MSPs to play football match against Belarusians in UK to raise awareness of plight of political prisoners

​MSPs are to play Belarusians from across the UK in a football match in Holyrood to raise awareness of the plight of political prisoners in the country.

The Belarusian team is being put together by Alexander Kozlovski, who was sports director of Hearts Football Club and assistant manager to Eduard Malofeev, when the club was under the ownership of Russian-Lithuanian businessman Vladimir Romanov.​

Belarus is ruled by dictator Alexander Lukashenko, an ally of Russian president Vladimir Putin. Many Belarusians, including journalists and human rights campaigners, have been imprisoned for speaking out against Mr Lukashenko, or for taking part in protests.

A group of pro-democracy Belarusians living in Scotland, called the People's Consulate of Belarus in Scotland, is coordinating the match, in a stand against persecution of those opposed to Mr Lukashenko’s rule. They called for Belarus to be recognised as a territory that has been temporarily occupied by Russia.
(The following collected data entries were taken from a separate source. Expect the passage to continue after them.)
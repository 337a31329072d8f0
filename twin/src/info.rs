//! Resolution of a twin's public info document.

use http::Method;
use url::Url;

use crate::body::ResponseBody;
use crate::constants::{API_KEY_PARAM, INFO_PATH};
use crate::error::{Error, ErrorDetail, TwinError};
use crate::transport::{HttpRequest, Transport};
use crate::types::TwinInfo;

/// Fetches `GET {base}/info` from arbitrary twins.
///
/// Used by the client to learn a destination twin's address before paying
/// it. Any non-2xx answer becomes a [`TwinError::Generic`]: auth and paywall
/// classification only apply on the payment path.
#[derive(Clone, Copy)]
pub struct InfoResolver<'a> {
    transport: &'a dyn Transport,
}

impl std::fmt::Debug for InfoResolver<'_> {
    fn fmt(&self, f: &mut std::fmt::Formatter<'_>) -> std::fmt::Result {
        f.debug_struct("InfoResolver").finish_non_exhaustive()
    }
}

impl<'a> InfoResolver<'a> {
    /// Creates a resolver sending through `transport`.
    #[must_use]
    pub const fn new(transport: &'a dyn Transport) -> Self {
        Self { transport }
    }

    /// Fetches the info document of the twin at `base_url`.
    ///
    /// # Errors
    ///
    /// - [`Error::UrlParse`] if `base_url` is not an absolute URL.
    /// - [`Error::Transport`] if no response was obtained.
    /// - [`Error::Twin`] with [`TwinError::Generic`] on any non-2xx status.
    /// - [`Error::Decode`] if the document lacks an address.
    #[cfg_attr(
        feature = "telemetry",
        tracing::instrument(name = "twin.info_resolver.fetch_info", skip(self, api_key), err)
    )]
    pub async fn fetch_info(&self, base_url: &str, api_key: Option<&str>) -> Result<TwinInfo, Error> {
        let url = info_url(base_url)?;
        let mut request = HttpRequest::new(Method::GET, url);
        if let Some(key) = api_key {
            request.query.push((API_KEY_PARAM.to_owned(), key.to_owned()));
        }

        let response = self.transport.send(request).await?;
        if !response.status.is_success() {
            return Err(TwinError::Generic(ErrorDetail::new(response.status, response.body)).into());
        }

        let body = ResponseBody::from_bytes(response.body);
        let info: TwinInfo = body.decode().map_err(|source| Error::Decode {
            context: "twin info document",
            source,
        })?;

        #[cfg(feature = "telemetry")]
        tracing::debug!(address = %info.address, paywall = info.paywall.is_some(), "resolved twin info");

        Ok(info)
    }
}

fn info_url(base_url: &str) -> Result<Url, Error> {
    let normalized = format!("{}/", base_url.trim_end_matches('/'));
    Url::parse(&normalized)
        .and_then(|base| base.join(INFO_PATH))
        .map_err(|source| Error::UrlParse {
            context: "Failed to construct destination /info URL",
            source,
        })
}
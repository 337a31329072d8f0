//! Error types for twin client operations.
//!
//! [`TwinError`] is the taxonomy of rejections a twin can answer with. Its
//! variants are mutually exclusive and ordered by specificity:
//!
//! | Variant                                   | Produced when                                   |
//! |-------------------------------------------|-------------------------------------------------|
//! | [`TwinError::Auth`]                       | status 401 or 403, any operation                |
//! | [`TwinError::MicropayAmountMismatch`]     | micropay rejected for the wrong quantity        |
//! | [`TwinError::MicropayTokenMismatch`]      | micropay rejected for the wrong token type      |
//! | [`TwinError::Micropay`]                   | micropay rejected for any other reason          |
//! | [`TwinError::Generic`]                    | any other non-2xx status                        |
//!
//! [`Error`] is what a [`TwinClient`](crate::TwinClient) call returns: either a
//! classified [`TwinError`] or a failure that happened before a response
//! could be classified.

use std::fmt;

use http::StatusCode;

use crate::body::ResponseBody;
use crate::transport::TransportError;

/// Payload shared by every [`TwinError`] variant.
///
/// `raw` holds the body bytes exactly as received. `data` is the decoded view
/// of the same bytes; a JSON body re-serialised from it may differ in
/// whitespace and key order.
#[derive(Debug, Clone, PartialEq)]
pub struct ErrorDetail {
    /// Status code of the rejecting response.
    pub status: StatusCode,
    /// Canonical reason phrase of `status`, e.g. `"Bad Request"`.
    pub message: String,
    /// The response body, decoded.
    pub data: ResponseBody,
    /// The response body, byte for byte.
    pub raw: Vec<u8>,
}

impl ErrorDetail {
    /// Creates a detail from the raw body of a rejecting response. The
    /// message is the canonical reason of `status`.
    #[must_use]
    pub fn new(status: StatusCode, raw: impl Into<Vec<u8>>) -> Self {
        let raw = raw.into();
        Self {
            status,
            message: status_text(status),
            data: ResponseBody::from_bytes(raw.clone()),
            raw,
        }
    }
}

impl fmt::Display for ErrorDetail {
    fn fmt(&self, f: &mut fmt::Formatter<'_>) -> fmt::Result {
        match self.data.error_message() {
            Some(reason) => write!(f, "{} ({}): {reason}", self.message, self.status.as_u16()),
            None => write!(f, "{} ({})", self.message, self.status.as_u16()),
        }
    }
}

/// Returns the canonical reason phrase for `status`, or its numeric code if
/// it has none.
pub(crate) fn status_text(status: StatusCode) -> String {
    status
        .canonical_reason()
        .map_or_else(|| status.as_str().to_owned(), str::to_owned)
}

/// A rejection returned by a twin.
#[derive(Debug, Clone, PartialEq, thiserror::Error)]
pub enum TwinError {
    /// A non-2xx response with no finer classification.
    #[error("twin error: {0}")]
    Generic(ErrorDetail),

    /// Credentials were missing or rejected.
    #[error("twin authentication error: {0}")]
    Auth(ErrorDetail),

    /// A micropayment was rejected for an unspecified reason.
    #[error("micropay error: {0}")]
    Micropay(ErrorDetail),

    /// A micropayment was rejected because the amount does not match the
    /// paywall's expected quantity.
    #[error("micropay amount mismatch: {0}")]
    MicropayAmountMismatch(ErrorDetail),

    /// A micropayment was rejected because the token type does not match the
    /// paywall's expected type.
    #[error("micropay token mismatch: {0}")]
    MicropayTokenMismatch(ErrorDetail),
}

/// Fieldless discriminant of [`TwinError`].
#[derive(Debug, Clone, Copy, PartialEq, Eq, Hash)]
pub enum TwinErrorKind {
    /// See [`TwinError::Generic`].
    Generic,
    /// See [`TwinError::Auth`].
    Auth,
    /// See [`TwinError::Micropay`].
    Micropay,
    /// See [`TwinError::MicropayAmountMismatch`].
    MicropayAmountMismatch,
    /// See [`TwinError::MicropayTokenMismatch`].
    MicropayTokenMismatch,
}

impl TwinError {
    /// Builds the variant for `kind` around `detail`.
    #[must_use]
    pub fn from_kind(kind: TwinErrorKind, detail: ErrorDetail) -> Self {
        match kind {
            TwinErrorKind::Generic => Self::Generic(detail),
            TwinErrorKind::Auth => Self::Auth(detail),
            TwinErrorKind::Micropay => Self::Micropay(detail),
            TwinErrorKind::MicropayAmountMismatch => Self::MicropayAmountMismatch(detail),
            TwinErrorKind::MicropayTokenMismatch => Self::MicropayTokenMismatch(detail),
        }
    }

    /// Returns the kind of this error.
    #[must_use]
    pub const fn kind(&self) -> TwinErrorKind {
        match self {
            Self::Generic(_) => TwinErrorKind::Generic,
            Self::Auth(_) => TwinErrorKind::Auth,
            Self::Micropay(_) => TwinErrorKind::Micropay,
            Self::MicropayAmountMismatch(_) => TwinErrorKind::MicropayAmountMismatch,
            Self::MicropayTokenMismatch(_) => TwinErrorKind::MicropayTokenMismatch,
        }
    }

    /// Returns the shared payload.
    #[must_use]
    pub const fn detail(&self) -> &ErrorDetail {
        match self {
            Self::Generic(detail)
            | Self::Auth(detail)
            | Self::Micropay(detail)
            | Self::MicropayAmountMismatch(detail)
            | Self::MicropayTokenMismatch(detail) => detail,
        }
    }

    /// Consumes the error and returns its payload.
    #[must_use]
    pub fn into_detail(self) -> ErrorDetail {
        match self {
            Self::Generic(detail)
            | Self::Auth(detail)
            | Self::Micropay(detail)
            | Self::MicropayAmountMismatch(detail)
            | Self::MicropayTokenMismatch(detail) => detail,
        }
    }

    /// Returns the HTTP status text of the rejecting response.
    #[must_use]
    pub fn message(&self) -> &str {
        &self.detail().message
    }

    /// Returns the rejecting response's body.
    #[must_use]
    pub const fn data(&self) -> &ResponseBody {
        &self.detail().data
    }

    /// Returns the rejecting response's body exactly as received.
    #[must_use]
    pub fn raw(&self) -> &[u8] {
        &self.detail().raw
    }

    /// Returns the status code of the rejecting response.
    #[must_use]
    pub const fn status(&self) -> StatusCode {
        self.detail().status
    }

    /// Returns `true` for any of the three micropay rejections.
    #[must_use]
    pub const fn is_micropay(&self) -> bool {
        matches!(
            self,
            Self::Micropay(_) | Self::MicropayAmountMismatch(_) | Self::MicropayTokenMismatch(_)
        )
    }
}

/// Errors returned by [`TwinClient`](crate::TwinClient) operations.
#[derive(Debug, thiserror::Error)]
pub enum Error {
    /// The twin answered with a non-2xx status.
    #[error(transparent)]
    Twin(#[from] TwinError),

    /// No response could be obtained.
    #[error("transport error: {0}")]
    Transport(#[from] TransportError),

    /// A 2xx body did not have the expected shape.
    #[error("failed to decode {context}: {source}")]
    Decode {
        /// Human-readable context.
        context: &'static str,
        /// The underlying JSON error.
        #[source]
        source: serde_json::Error,
    },

    /// A URL could not be parsed or joined.
    #[error("URL parse error: {context}: {source}")]
    UrlParse {
        /// Human-readable context.
        context: &'static str,
        /// The underlying parse error.
        #[source]
        source: url::ParseError,
    },

    /// The destination twin advertises no paywall to pay.
    #[error("twin at {url} advertises no paywall")]
    NoPaywall {
        /// The destination URL that was resolved.
        url: String,
    },
}

impl Error {
    /// Returns the classified rejection, if this error is one.
    #[must_use]
    pub const fn as_twin(&self) -> Option<&TwinError> {
        match self {
            Self::Twin(err) => Some(err),
            _ => None,
        }
    }

    /// Returns the kind of the classified rejection, if this error is one.
    #[must_use]
    pub const fn twin_kind(&self) -> Option<TwinErrorKind> {
        match self {
            Self::Twin(err) => Some(err.kind()),
            _ => None,
        }
    }
}
pub mod aggregated_rights;
pub mod aggregations;
pub mod health;
pub mod sharing;

use serde::Deserialize;

/// `?scope=` query parameter carried by delete and download requests.
#[derive(Debug, Deserialize)]
pub struct ScopeQuery {
    #[serde(default)]
    pub scope: String,
}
Russia's President Vladimir Putin (R) shakes hands with Belarus President Alexander Lukashenko in April.

Belarus is subject to some international sanctions, alongside Russia, due to its government’s close links to the Kremlin.

Liberal ​D​emocrat MSPs Liam McArthur and Willie Rennie are behind the organisation of the match, which will be played on Wednesday in Holyrood Park.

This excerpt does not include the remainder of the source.